▶ [Required work]:
After reading the data, copy it out in full and exactly.

▶ [Records for the task]:

◇ ◇ ◇ ◇ ◇ ◇ ◇

//! Rule evaluation engine.
//!
//! One calculation: fetch applicable rules, evaluate every rule against the
//! request, select the best result, attach the global derived calculations.
//! Business non-outcomes (no rules, nothing qualifies) are normal results;
//! only the catalog can fail, and that failure degrades to the no-rules
//! result instead of propagating, so a single request never aborts the
//! caller.

use std::sync::Arc;

use crate::alternatives;
use crate::calculations;
use crate::catalog::RuleCatalog;
use crate::selection;
use crate::types::{
    AlternativeEvaluation, OriginCalculationRequest, OriginCalculationResult, OriginRule,
    RuleEvaluation,
};

/// The deterministic origin determination engine.
///
/// Stateless and request-scoped: construct once, share freely. Identical
/// requests against an unchanged catalog yield identical results.
pub struct OriginEngine {
    catalog: Arc<dyn RuleCatalog>,
}

impl OriginEngine {
    /// Create an engine over the given rule catalog.
    pub fn new(catalog: Arc<dyn RuleCatalog>) -> Self {
        Self { catalog }
    }

    /// Determine preferential origin for one request.
    pub fn calculate(&self, request: &OriginCalculationRequest) -> OriginCalculationResult {
        self.calculate_with_evaluations(request).0
    }

    /// Determine origin and also return every per-rule evaluation.
    ///
    /// The evaluation list (priority order) is what the consensus runtime
    /// feeds to reasoning providers; callers that only need the verdict use
    /// [`calculate`](Self::calculate).
    pub fn calculate_with_evaluations(
        &self,
        request: &OriginCalculationRequest,
    ) -> (OriginCalculationResult, Vec<RuleEvaluation>) {
        let mut rules = match self
            .catalog
            .rules_for(&request.hs_code, &request.trade_agreement)
        {
            Ok(rules) => rules,
            Err(e) => {
                tracing::warn!(
                    hs_code = %request.hs_code,
                    trade_agreement = %request.trade_agreement,
                    error = %e,
                    "Rule catalog lookup failed; degrading to no-rules result"
                );
                Vec::new()
            }
        };

        if rules.is_empty() {
            return (self.no_rules_result(request), Vec::new());
        }

        // Lower priority evaluates first; missing priority sorts last.
        rules.sort_by_key(OriginRule::effective_priority);

        // Every rule is evaluated independently; no early exit, no
        // cross-rule state.
        let evaluations: Vec<RuleEvaluation> = rules
            .iter()
            .map(|rule| evaluate_rule(rule, request))
            .collect();

        let Some(winner_idx) = selection::select_best(&evaluations) else {
            return (self.no_rules_result(request), evaluations);
        };
        let winner = &evaluations[winner_idx];

        let calculations = calculations::derive(request);
        let explanation = format!(
            "{} under {}: {}. Cited rule: {}. Regional value content {}, non-originating share {}.",
            if winner.is_conform {
                "Preferential origin conferred"
            } else {
                "Preferential origin not conferred"
            },
            request.trade_agreement,
            winner.explanation,
            winner.rule.rule_text,
            calculations::fmt_pct(calculations.rvc),
            calculations::fmt_pct(calculations.max_nom),
        );

        let result = OriginCalculationResult {
            is_conform: winner.is_conform,
            confidence: winner.confidence,
            explanation,
            applied_rules: rules,
            calculations,
            alternatives: winner.alternatives.clone(),
            consensus_summary: None,
            consensus_score: None,
            dissenting_opinions: Vec::new(),
            human_review_required: false,
            provider_decisions: Vec::new(),
            audit_trail: None,
        };

        (result, evaluations)
    }

    fn no_rules_result(&self, request: &OriginCalculationRequest) -> OriginCalculationResult {
        OriginCalculationResult {
            is_conform: false,
            confidence: 0.0,
            explanation: format!(
                "No applicable origin rules found for HS code {} under {}; \
                 preferential treatment cannot be assessed.",
                request.hs_code, request.trade_agreement
            ),
            applied_rules: Vec::new(),
            calculations: calculations::derive(request),
            alternatives: Vec::new(),
            consensus_summary: None,
            consensus_score: None,
            dissenting_opinions: Vec::new(),
            human_review_required: false,
            provider_decisions: Vec::new(),
            audit_trail: None,
        }
    }
}

/// Evaluate one rule: every structured alternative, then the legacy
/// free-text fallback, then failure with zero confidence.
pub fn evaluate_rule(rule: &OriginRule, request: &OriginCalculationRequest) -> RuleEvaluation {
    let mut evaluated: Vec<AlternativeEvaluation> = rule
        .conditions
        .alternatives
        .iter()
        .map(|alt| alternatives::evaluate_alternative(alt, request))
        .collect();

    // Best passing alternative wins; a confidence tie keeps the earlier one.
    let best_passing = evaluated
        .iter()
        .enumerate()
        .filter(|(_, e)| e.result)
        .max_by(|(ai, a), (bi, b)| {
            a.confidence
                .partial_cmp(&b.confidence)
                .unwrap_or(std::cmp::Ordering::Equal)
                .then(bi.cmp(ai))
        })
        .map(|(idx, _)| idx);

    if let Some(idx) = best_passing {
        let eval = &evaluated[idx];
        return RuleEvaluation {
            is_conform: true,
            confidence: eval.confidence,
            explanation: format!("rule {} qualifies: {}", rule.id, eval.details),
            rule: rule.clone(),
            alternatives: evaluated,
        };
    }

    if let Some(fallback) = alternatives::evaluate_rule_text(&rule.rule_text, request) {
        let (is_conform, confidence) = (fallback.result, fallback.confidence);
        let explanation = format!("rule {}: {}", rule.id, fallback.details);
        evaluated.push(fallback);
        return RuleEvaluation {
            is_conform,
            confidence,
            explanation,
            rule: rule.clone(),
            alternatives: evaluated,
        };
    }

    RuleEvaluation {
        is_conform: false,
        confidence: 0.0,
        explanation: format!("rule {}: no qualification path satisfied", rule.id),
        rule: rule.clone(),
        alternatives: evaluated,
    }
}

◇ ◇ ◇ ◇ ◇ ◇ ◇

▶ [Result]:
//! Rule evaluation engine.
//!
//! One calculation: fetch applicable rules, evaluate every rule against the
//! request, select the best result, attach the global derived calculations.
//! Business non-outcomes (no rules, nothing qualifies) are normal results;
//! only the catalog can fail, and that failure degrades to the no-rules
//! result instead of propagating, so a single request never aborts the
//! caller.

use std::sync::Arc;

use crate::alternatives;
use crate::calculations;
use crate::catalog::RuleCatalog;
use crate::selection;
use crate::types::{
    AlternativeEvaluation, OriginCalculationRequest, OriginCalculationResult, OriginRule,
    RuleEvaluation,
};

/// The deterministic origin determination engine.
///
/// Stateless and request-scoped: construct once, share freely. Identical
/// requests against an unchanged catalog yield identical results.
pub struct OriginEngine {
    catalog: Arc<dyn RuleCatalog>,
}

impl OriginEngine {
    /// Create an engine over the given rule catalog.
    pub fn new(catalog: Arc<dyn RuleCatalog>) -> Self {
        Self { catalog }
    }

    /// Determine preferential origin for one request.
    pub fn calculate(&self, request: &OriginCalculationRequest) -> OriginCalculationResult {
        self.calculate_with_evaluations(request).0
    }

    /// Determine origin and also return every per-rule evaluation.
    ///
    /// The evaluation list (priority order) is what the consensus runtime
    /// feeds to reasoning providers; callers that only need the verdict use
    /// [`calculate`](Self::calculate).
    pub fn calculate_with_evaluations(
        &self,
        request: &OriginCalculationRequest,
    ) -> (OriginCalculationResult, Vec<RuleEvaluation>) {
        let mut rules = match self
            .catalog
            .rules_for(&request.hs_code, &request.trade_agreement)
        {
            Ok(rules) => rules,
            Err(e) => {
                tracing::warn!(
                    hs_code = %request.hs_code,
                    trade_agreement = %request.trade_agreement,
                    error = %e,
                    "Rule catalog lookup failed; degrading to no-rules result"
                );
                Vec::new()
            }
        };

        if rules.is_empty() {
            return (self.no_rules_result(request), Vec::new());
        }

        // Lower priority evaluates first; missing priority sorts last.
        rules.sort_by_key(OriginRule::effective_priority);

        // Every rule is evaluated independently; no early exit, no
        // cross-rule state.
        let evaluations: Vec<RuleEvaluation> = rules
            .iter()
            .map(|rule| evaluate_rule(rule, request))
            .collect();

        let Some(winner_idx) = selection::select_best(&evaluations) else {
            return (self.no_rules_result(request), evaluations);
        };
        let winner = &evaluations[winner_idx];

        let calculations = calculations::derive(request);
        let explanation = format!(
            "{} under {}: {}. Cited rule: {}. Regional value content {}, non-originating share {}.",
            if winner.is_conform {
                "Preferential origin conferred"
            } else {
                "Preferential origin not conferred"
            },
            request.trade_agreement,
            winner.explanation,
            winner.rule.rule_text,
            calculations::fmt_pct(calculations.rvc),
            calculations::fmt_pct(calculations.max_nom),
        );

        let result = OriginCalculationResult {
            is_conform: winner.is_conform,
            confidence: winner.confidence,
            explanation,
            applied_rules: rules,
            calculations,
            alternatives: winner.alternatives.clone(),
            consensus_summary: None,
            consensus_score: None,
            dissenting_opinions: Vec::new(),
            human_review_required: false,
            provider_decisions: Vec::new(),
            audit_trail: None,
        };

        (result, evaluations)
    }

    fn no_rules_result(&self, request: &OriginCalculationRequest) -> OriginCalculationResult {
        OriginCalculationResult {
            is_conform: false,
            confidence: 0.0,
            explanation: format!(
                "No applicable origin rules found for HS code {} under {}; \
                 preferential treatment cannot be assessed.",
                request.hs_code, request.trade_agreement
            ),
            applied_rules: Vec::new(),
            calculations: calculations::derive(request),
            alternatives: Vec::new(),
            consensus_summary: None,
            consensus_score: None,
            dissenting_opinions: Vec::new(),
            human_review_required: false,
            provider_decisions: Vec::new(),
            audit_trail: None,
        }
    }
}

/// Evaluate one rule: every structured alternative, then the legacy
/// free-text fallback, then failure with zero confidence.
pub fn evaluate_rule(rule: &OriginRule, request: &OriginCalculationRequest) -> RuleEvaluation {
    let mut evaluated: Vec<AlternativeEvaluation> = rule
        .conditions
        .alternatives
        .iter()
        .map(|alt| alternatives::evaluate_alternative(alt, request))
        .collect();

    // Best passing alternative wins; a confidence tie keeps the earlier one.
    let best_passing = evaluated
        .iter()
        .enumerate()
        .filter(|(_, e)| e.result)
        .max_by(|(ai, a), (bi, b)| {
            a.confidence
                .partial_cmp(&b.confidence)
                .unwrap_or(std::cmp::Ordering::Equal)
                .then(bi.cmp(ai))
        })
        .map(|(idx, _)| idx);

    if let Some(idx) = best_passing {
        let eval = &evaluated[idx];
        return RuleEvaluation {
            is_conform: true,
            confidence: eval.confidence,
            explanation: format!("rule {} qualifies: {}", rule.id, eval.details),
            rule: rule.clone(),
            alternatives: evaluated,
        };
    }

    if let Some(fallback) = alternatives::evaluate_rule_text(&rule.rule_text, request) {
        let (is_conform, confidence) = (fallback.result, fallback.confidence);
        let explanation = format!("rule {}: {}", rule.id, fallback.details);
        evaluated.push(fallback);
        return RuleEvaluation {
            is_conform,
            confidence,
            explanation,
            rule: rule.clone(),
            alternatives: evaluated,
        };
    }

    RuleEvaluation {
        is_conform: false,
        confidence: 0.0,
        explanation: format!("rule {}: no qualification path satisfied", rule.id),
        rule: rule.clone(),
        alternatives: evaluated,
    }
}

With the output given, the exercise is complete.